# Sand-O-Flex



## Blake (Oct 17, 2007)

I have 85 Sand-O-Flex refills that I am willing to sell. They sell new for $15.99 each. I will sell them half price for $8.00 each plus shipping.


----------



## Karson (May 9, 2006)

They work pretty good Blate. We have a 6" wide model at the toy Workshop. You also wear out the brisles. What grit do you have?


----------



## Blake (Oct 17, 2007)

It doesn't say what grit on the refills. I think they are all the same, I'm guessing a medium grit like 100 to 150?

Do they wear out fast or do they last for a lot of sanding? It seems like they would last for a long time since you would turn the paper out a little at a time.


----------



## Tikka (May 14, 2007)

Nice find Blake and a great offer to fellow LJs.


----------



## croessler (Jun 22, 2007)

Blake,

I know nothing about the flap sander.
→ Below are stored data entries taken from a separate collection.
#[cfg(feature = "browser")]
#[allow(
    clippy::significant_drop_tightening,
    clippy::missing_errors_doc,
    clippy::similar_names
)]
mod cdp {
    use super::BrowserConfig;
    use crate::driver::{BrowserSession, Key, Screenshot, SessionFactory, Viewport};
    use crate::locator::{js_string, BoundingBox, Locator};
    use crate::result::{ProbeError, ProbeResult};
    use crate::wait::LoadState;
    use async_trait::async_trait;
    use chromiumoxide::browser::{Browser as CdpBrowser, BrowserConfig as CdpConfig};
    use chromiumoxide::cdp::browser_protocol::browser::BrowserContextId;
    use chromiumoxide::cdp::browser_protocol::emulation::SetDeviceMetricsOverrideParams;
    use chromiumoxide::cdp::browser_protocol::input::{
        DispatchKeyEventParams, DispatchKeyEventType, DispatchMouseEventParams,
        DispatchMouseEventType, MouseButton,
    };
    use chromiumoxide::cdp::browser_protocol::page::{
        CaptureScreenshotFormat, CaptureScreenshotParams,
    };
    use chromiumoxide::cdp::browser_protocol::target::{
        CreateBrowserContextParams, CreateTargetParams, DisposeBrowserContextParams,
    };
    use chromiumoxide::page::Page as CdpPage;
    use futures::StreamExt;
    use serde::de::DeserializeOwned;
    use serde::Deserialize;
    use std::sync::Arc;
    use std::time::Duration;
    use tokio::sync::Mutex;
    use tokio::time::Instant;
    use tracing::{debug, info};

    const READY_POLL: Duration = Duration::from_millis(50);

    /// Launched Chromium instance handing out isolated sessions
    #[derive(Debug)]
    pub struct Browser {
        config: BrowserConfig,
        inner: Arc<Mutex<CdpBrowser>>,
        handle: tokio::task::JoinHandle<()>,
    }

    impl Browser {
        /// Launch a new browser instance
        pub async fn launch(config: BrowserConfig) -> ProbeResult<Self> {
            let mut builder = CdpConfig::builder()
                .window_size(config.viewport_width, config.viewport_height);

            if !config.headless {
                builder = builder.with_head();
            }

            if !config.sandbox {
                builder = builder.no_sandbox();
            }

            if let Some(ref path) = config.chromium_path {
                builder = builder.chrome_executable(path);
            }

            let cdp_config = builder
                .build()
                .map_err(|e| ProbeError::BrowserLaunch { message: e })?;

            let (browser, mut handler) =
                CdpBrowser::launch(cdp_config)
                    .await
                    .map_err(|e| ProbeError::BrowserLaunch {
                        message: e.to_string(),
                    })?;

            let handle = tokio::spawn(async move {
                while let Some(h) = handler.next().await {
                    if h.is_err() {
                        break;
                    }
                }
            });

            info!(headless = config.headless, "browser launched");
            Ok(Self {
                config,
                inner: Arc::new(Mutex::new(browser)),
                handle,
            })
        }

        /// Get the browser configuration
        #[must_use]
        pub const fn config(&self) -> &BrowserConfig {
            &self.config
        }

        /// Close the browser
        pub async fn close(self) -> ProbeResult<()> {
            let mut browser = self.inner.lock().await;
            browser
                .close()
                .await
                .map_err(|e| ProbeError::session(e.to_string()))?;
            self.handle.abort();
            Ok(())
        }
    }

    #[async_trait]
    impl SessionFactory for Browser {
        async fn new_session(&self) -> ProbeResult<Box<dyn BrowserSession>> {
            let browser = self.inner.lock().await;
            let context = browser
                .create_browser_context(CreateBrowserContextParams::default())
                .await
                .map_err(|e| ProbeError::session(e.to_string()))?;
            let params = CreateTargetParams::builder()
                .url("about:blank")
                .browser_context_id(context.clone())
                .build()
                .map_err(ProbeError::session)?;
            let page = browser
                .new_page(params)
                .await
                .map_err(|e| ProbeError::session(e.to_string()))?;
            debug!(?context, "session opened");
            Ok(Box::new(CdpSession {
                page: Arc::new(Mutex::new(page)),
                browser: Arc::clone(&self.inner),
                context,
                navigation_timeout: Duration::from_millis(self.config.navigation_timeout_ms),
            }))
        }
    }

    #[derive(Debug, Deserialize)]
    struct FirstMatch {
        found: bool,
        #[serde(default)]
        value: serde_json::Value,
    }

    /// A page in its own browser context
    #[derive(Debug)]
    pub struct CdpSession {
        page: Arc<Mutex<CdpPage>>,
        browser: Arc<Mutex<CdpBrowser>>,
        context: BrowserContextId,
        navigation_timeout: Duration,
    }

    impl CdpSession {
        async fn eval<T: DeserializeOwned>(&self, expression: String) -> ProbeResult<T> {
            let page = self.page.lock().await;
            let result = page
                .evaluate(expression)
                .await
                .map_err(|e| ProbeError::Evaluation {
                    message: e.to_string(),
                })?;
            result.into_value().map_err(|e| ProbeError::Evaluation {
                message: e.to_string(),
            })
        }

        /// Evaluate `body` with `el` bound to the first match
        async fn on_first<T: DeserializeOwned>(
            &self,
            locator: &Locator,
            body: &str,
        ) -> ProbeResult<T> {
            let expression = format!(
                "(() => {{ const el = {}[0]; if (!el) {{ return {{ found: false }}; }} \
                 return {{ found: true, value: ({body}) }}; }})()",
                locator.to_js()
            );
            let reply: FirstMatch = self.eval(expression).await?;
            if !reply.found {
                return Err(ProbeError::ElementNotFound {
                    locator: locator.to_string(),
                    waited_ms: 0,
                });
            }
            Ok(serde_json::from_value(reply.value)?)
        }

        async fn center_of(&self, locator: &Locator) -> ProbeResult<(f64, f64)> {
            self.scroll_into_view(locator).await?;
            let bbox = self
                .bounding_box(locator)
                .await?
                .ok_or_else(|| ProbeError::Input {
                    message: format!("{locator} has no box to interact with"),
                })?;
            let center = bbox.center();
            Ok((center.x, center.y))
        }

        async fn mouse(
            &self,
            kind: DispatchMouseEventType,
            x: f64,
            y: f64,
            pressed: bool,
        ) -> ProbeResult<()> {
            let mut builder = DispatchMouseEventParams::builder().r#type(kind).x(x).y(y);
            if pressed {
                builder = builder.button(MouseButton::Left).click_count(1);
            }
            let params = builder.build().map_err(|e| ProbeError::Input { message: e })?;
            let page = self.page.lock().await;
            page.execute(params).await.map_err(|e| ProbeError::Input {
                message: e.to_string(),
            })?;
            Ok(())
        }

        async fn key(&self, kind: DispatchKeyEventType, key: Key) -> ProbeResult<()> {
            let params = DispatchKeyEventParams::builder()
                .r#type(kind)
                .key(key.as_str())
                .code(key.as_str())
                .windows_virtual_key_code(key.key_code())
                .build()
                .map_err(|e| ProbeError::Input { message: e })?;
            let page = self.page.lock().await;
            page.execute(params).await.map_err(|e| ProbeError::Input {
                message: e.to_string(),
            })?;
            Ok(())
        }
    }

    #[async_trait]
    impl BrowserSession for CdpSession {
        async fn navigate(&self, url: &str, wait_until: LoadState) -> ProbeResult<()> {
            {
                let page = self.page.lock().await;
                tokio::time::timeout(self.navigation_timeout, page.goto(url))
                    .await
                    .map_err(|_| {
                        ProbeError::navigation(
                            url,
                            format!("timeout {}ms exceeded", self.navigation_timeout.as_millis()),
                        )
                    })?
                    .map_err(|e| ProbeError::navigation(url, e.to_string()))?;
            }
            self.wait_for_load_state(wait_until, self.navigation_timeout)
                .await
        }

        async fn current_url(&self) -> ProbeResult<String> {
            let page = self.page.lock().await;
            let url = page
                .url()
                .await
                .map_err(|e| ProbeError::session(e.to_string()))?;
            Ok(url.unwrap_or_else(|| "about:blank".to_string()))
        }

        async fn wait_for_load_state(
            &self,
            state: LoadState,
            timeout: Duration,
        ) -> ProbeResult<()> {
            let start = Instant::now();
            loop {
                let ready: String = self.eval("document.readyState".to_string()).await?;
                if state.ready_states().contains(&ready.as_str()) {
                    return Ok(());
                }
                if start.elapsed() >= timeout {
                    let url = self.current_url().await.unwrap_or_default();
                    return Err(ProbeError::navigation(
                        url,
                        format!("{state} not reached within {}ms", timeout.as_millis()),
                    ));
                }
                tokio::time::sleep(READY_POLL).await;
            }
        }

        async fn set_viewport(&self, viewport: Viewport) -> ProbeResult<()> {
            let params = SetDeviceMetricsOverrideParams::builder()
                .width(i64::from(viewport.width))
                .height(i64::from(viewport.height))
                .device_scale_factor(1.0)
                .mobile(false)
                .build()
                .map_err(ProbeError::session)?;
            let page = self.page.lock().await;
            page.execute(params)
                .await
                .map_err(|e| ProbeError::session(e.to_string()))?;
            Ok(())
        }

        async fn viewport(&self) -> ProbeResult<Viewport> {
            self.eval("({ width: window.innerWidth, height: window.innerHeight })".to_string())
                .await
        }

        async fn count(&self, locator: &Locator) -> ProbeResult<usize> {
            self.eval(format!("{}.length", locator.to_js())).await
        }

        async fn is_visible(&self, locator: &Locator) -> ProbeResult<bool> {
            let body = "(() => { const r = el.getBoundingClientRect(); \
                        const s = getComputedStyle(el); \
                        return r.width > 0 && r.height > 0 && s.visibility !== 'hidden'; })()";
            match self.on_first(locator, body).await {
                Err(ProbeError::ElementNotFound { .. }) => Ok(false),
                other => other,
            }
        }

        async fn text_content(&self, locator: &Locator) -> ProbeResult<Option<String>> {
            self.on_first(locator, "el.textContent").await
        }

        async fn attribute(&self, locator: &Locator, name: &str) -> ProbeResult<Option<String>> {
            self.on_first(locator, &format!("el.getAttribute({})", js_string(name)))
                .await
        }

        async fn bounding_box(&self, locator: &Locator) -> ProbeResult<Option<BoundingBox>> {
            let body = "(() => { const r = el.getBoundingClientRect(); \
                        if (r.width === 0 && r.height === 0) { return null; } \
                        return { x: r.left, y: r.top, width: r.width, height: r.height }; })()";
            self.on_first(locator, body).await
        }

        async fn computed_style(&self, locator: &Locator, property: &str) -> ProbeResult<String> {
            self.on_first(
                locator,
                &format!("getComputedStyle(el).getPropertyValue({})", js_string(property)),
            )
            .await
        }

        async fn scroll_into_view(&self, locator: &Locator) -> ProbeResult<()> {
            let _: bool = self
                .on_first(
                    locator,
                    "(el.scrollIntoView({ block: 'center', inline: 'nearest' }), true)",
                )
                .await?;
            Ok(())
        }

        async fn click(&self, locator: &Locator) -> ProbeResult<()> {
            let (x, y) = self.center_of(locator).await?;
            self.mouse(DispatchMouseEventType::MouseMoved, x, y, false)
                .await?;
            self.mouse(DispatchMouseEventType::MousePressed, x, y, true)
                .await?;
            self.mouse(DispatchMouseEventType::MouseReleased, x, y, true)
                .await
        }

        async fn hover(&self, locator: &Locator) -> ProbeResult<()> {
            let (x, y) = self.center_of(locator).await?;
            self.mouse(DispatchMouseEventType::MouseMoved, x, y, false)
                .await
        }

        async fn dispatch_click(&self, locator: &Locator) -> ProbeResult<()> {
            let _: bool = self
                .on_first(
                    locator,
                    "el.dispatchEvent(new MouseEvent('click', { bubbles: true, cancelable: true, view: window }))",
                )
                .await?;
            Ok(())
        }

        async fn press_key(&self, key: Key) -> ProbeResult<()> {
            self.key(DispatchKeyEventType::KeyDown, key).await?;
            self.key(DispatchKeyEventType::KeyUp, key).await
        }

        async fn screenshot(&self) -> ProbeResult<Screenshot> {
            let viewport = self.viewport().await?;
            let page = self.page.lock().await;
            let params = CaptureScreenshotParams::builder()
                .format(CaptureScreenshotFormat::Png)
                .build();

            let screenshot = page
                .execute(params)
                .await
                .map_err(|e| ProbeError::Screenshot {
                    message: e.to_string(),
                })?;

            use base64::Engine;
            let data = base64::engine::general_purpose::STANDARD
                .decode(&screenshot.data)
                .map_err(|e| ProbeError::Screenshot {
                    message: e.to_string(),
                })?;
            Ok(Screenshot::new(data, viewport.width, viewport.height))
        }

        async fn close(&self) -> ProbeResult<()> {
            let page = self.page.lock().await.clone();
            page.close()
                .await
                .map_err(|e| ProbeError::session(e.to_string()))?;
            let browser = self.browser.lock().await;
            browser
                .execute(DisposeBrowserContextParams::new(self.context.clone()))
                .await
                .map_err(|e| ProbeError::session(e.to_string()))?;
            Ok(())
        }
    }
}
However, I just wanted to say thanks for the link! It's a great resource.


----------



## Elliott (May 31, 2009)

Blake,

I am new to this forum and just found your post while looking for Sand O Flex stuff. I have an old Sand O Flex made of metal which I used to refinish furniture. It works pretty well for hard to get at places like chair legs and rails. The sandpaper lasts reasonably well as it is cloth backed.

My problem is, being in Canada, the refills don't seem to be available anymore. I had originally bought the kit from a store called Canadian Tire (or Crappy Tire as we call it because a lot of their products used to be… well, you get the picture) but they haven't carried the Sand O Flex in years now.

I have recently started wood carving and a few of the carvers on the Wood Carving Illustrated message board use the Sand O Flex before painting their carvings to smooth out the rough spots. I thought I would give it a try if I can get some refills. Is your offer still open and how much do you want for them?

Thanks for the post.

Elliott


----------



## brianinpa (Mar 16, 2008)

Blake, I wish I lived in your area of the forest. There are no used tool toy stores here in my area. Wish there was.


----------



## angelarts1dotcom (May 2, 2010)

Hello Elliot, I was reading about your dilema with the sand o flex. My father passed and I have been selling his things to empty his barn. He was an avid wood worker and had a business selling hobby wood. I have a box with 2 of the metal heads, 2 different sizes and a box full of a variety of the refils. Some are the perferated. Likely enough to last your lifetime! If you have interest you can email me at [email protected] I have photos. I would like them to go to someone who will use them. I understand that when they were new they were quite costly. I can make them affordable for you.


----------



## Hazspec (Feb 22, 2008)

Blake I bought mine about 35 years ago and used it for sanding and refinishing woodwork with carvings. I have used it for a lot of work other work since, especially prior to putting on the stain. With the fine wheel (180 grid I believe is the finest) and "shredded ends" it really raises or magnifies the grain. Especially if you are trying to bring out the details of a burl , solid knot, or carving.
You asked about replacement; My brushes are as good as new. I did have a problem here in Canada finding the sand paper. I bought a batch of brushes (still don't need them) and about a dozen sand paper wheels when I saw them on E-bay and the bidding was heavy (about a year ago). Since then Lee Valley (comparable to Woodcraft) has started stocking them. The other thing is are they "shredded" as those are the ones you want to use in wood working. All and all if you keep the "Wheel" you'll find it works great! Good Luck


----------



## scott_s (May 25, 2010)

Hello, I'm new to this site, and joined because i came across this discussion while looking for a "new" old metal Sand o flex to call my own… I have been using my mother-in-laws while i'm away from home, but that is another story…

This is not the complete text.